GOAL OF THE EXERCISE:
Transcribe the listing below in its entirety.

STORED DATA:
=== Begin Enclosure ===

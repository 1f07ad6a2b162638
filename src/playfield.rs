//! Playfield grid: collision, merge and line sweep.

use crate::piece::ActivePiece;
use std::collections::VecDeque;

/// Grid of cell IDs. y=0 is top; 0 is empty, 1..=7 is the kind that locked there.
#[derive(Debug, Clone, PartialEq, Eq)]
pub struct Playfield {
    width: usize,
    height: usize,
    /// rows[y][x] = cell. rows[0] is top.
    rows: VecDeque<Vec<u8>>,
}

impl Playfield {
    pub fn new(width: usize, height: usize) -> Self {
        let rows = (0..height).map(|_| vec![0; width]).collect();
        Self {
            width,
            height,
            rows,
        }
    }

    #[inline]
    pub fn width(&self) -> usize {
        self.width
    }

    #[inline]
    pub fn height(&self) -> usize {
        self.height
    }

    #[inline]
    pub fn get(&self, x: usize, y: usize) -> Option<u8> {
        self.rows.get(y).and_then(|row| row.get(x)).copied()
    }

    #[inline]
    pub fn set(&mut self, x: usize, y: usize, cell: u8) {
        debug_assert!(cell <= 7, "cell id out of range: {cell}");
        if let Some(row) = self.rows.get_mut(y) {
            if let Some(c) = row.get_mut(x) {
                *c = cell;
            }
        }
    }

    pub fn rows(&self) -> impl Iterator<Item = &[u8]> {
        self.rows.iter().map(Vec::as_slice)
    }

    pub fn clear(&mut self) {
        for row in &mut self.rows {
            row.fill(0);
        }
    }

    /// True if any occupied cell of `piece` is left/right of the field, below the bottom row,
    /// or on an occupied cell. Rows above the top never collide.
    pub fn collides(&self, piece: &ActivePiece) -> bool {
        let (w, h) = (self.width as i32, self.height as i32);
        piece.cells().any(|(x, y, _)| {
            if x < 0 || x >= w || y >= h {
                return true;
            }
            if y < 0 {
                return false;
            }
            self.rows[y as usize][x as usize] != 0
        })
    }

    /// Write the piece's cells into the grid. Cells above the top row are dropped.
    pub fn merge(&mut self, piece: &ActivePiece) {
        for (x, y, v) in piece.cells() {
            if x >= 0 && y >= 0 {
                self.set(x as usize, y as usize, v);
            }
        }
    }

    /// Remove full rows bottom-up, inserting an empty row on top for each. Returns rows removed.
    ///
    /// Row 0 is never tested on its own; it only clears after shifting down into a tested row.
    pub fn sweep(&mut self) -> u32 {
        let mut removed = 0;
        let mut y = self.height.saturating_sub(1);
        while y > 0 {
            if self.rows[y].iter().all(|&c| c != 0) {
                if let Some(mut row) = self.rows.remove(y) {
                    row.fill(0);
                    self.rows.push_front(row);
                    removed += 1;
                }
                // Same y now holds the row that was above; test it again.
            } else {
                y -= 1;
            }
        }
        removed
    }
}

=== End Enclosure ===

EXERCISE OUTPUT:
repository 1f07ad6a2b162638
filename src/playfield.rs
//! Playfield grid: collision, merge and line sweep.

use crate::piece::ActivePiece;
use std::collections::VecDeque;

/// Grid of cell IDs. y=0 is top; 0 is empty, 1..=7 is the kind that locked there.
#[derive(Debug, Clone, PartialEq, Eq)]
pub struct Playfield {
    width: usize,
    height: usize,
    /// rows[y][x] = cell. rows[0] is top.
    rows: VecDeque<Vec<u8>>,
}

impl Playfield {
    pub fn new(width: usize, height: usize) -> Self {
        let rows = (0..height).map(|_| vec![0; width]).collect();
        Self {
            width,
            height,
            rows,
        }
    }

    #[inline]
    pub fn width(&self) -> usize {
        self.width
    }

    #[inline]
    pub fn height(&self) -> usize {
        self.height
    }

    #[inline]
    pub fn get(&self, x: usize, y: usize) -> Option<u8> {
        self.rows.get(y).and_then(|row| row.get(x)).copied()
    }

    #[inline]
    pub fn set(&mut self, x: usize, y: usize, cell: u8) {
        debug_assert!(cell <= 7, "cell id out of range: {cell}");
        if let Some(row) = self.rows.get_mut(y) {
            if let Some(c) = row.get_mut(x) {
                *c = cell;
            }
        }
    }

    pub fn rows(&self) -> impl Iterator<Item = &[u8]> {
        self.rows.iter().map(Vec::as_slice)
    }

    pub fn clear(&mut self) {
        for row in &mut self.rows {
            row.fill(0);
        }
    }

    /// True if any occupied cell of `piece` is left/right of the field, below the bottom row,
    /// or on an occupied cell. Rows above the top never collide.
    pub fn collides(&self, piece: &ActivePiece) -> bool {
        let (w, h) = (self.width as i32, self.height as i32);
        piece.cells().any(|(x, y, _)| {
            if x < 0 || x >= w || y >= h {
                return true;
            }
            if y < 0 {
                return false;
            }
            self.rows[y as usize][x as usize] != 0
        })
    }

    /// Write the piece's cells into the grid. Cells above the top row are dropped.
    pub fn merge(&mut self, piece: &ActivePiece) {
        for (x, y, v) in piece.cells() {
            if x >= 0 && y >= 0 {
                self.set(x as usize, y as usize, v);
            }
        }
    }

    /// Remove full rows bottom-up, inserting an empty row on top for each. Returns rows removed.
    ///
    /// Row 0 is never tested on its own; it only clears after shifting down into a tested row.
    pub fn sweep(&mut self) -> u32 {
        let mut removed = 0;
        let mut y = self.height.saturating_sub(1);
        while y > 0 {
            if self.rows[y].iter().all(|&c| c != 0) {
                if let Some(mut row) = self.rows.remove(y) {
                    row.fill(0);
                    self.rows.push_front(row);
                    removed += 1;
                }
                // Same y now holds the row that was above; test it again.
            } else {
                y -= 1;
            }
        }
        removed
    }
}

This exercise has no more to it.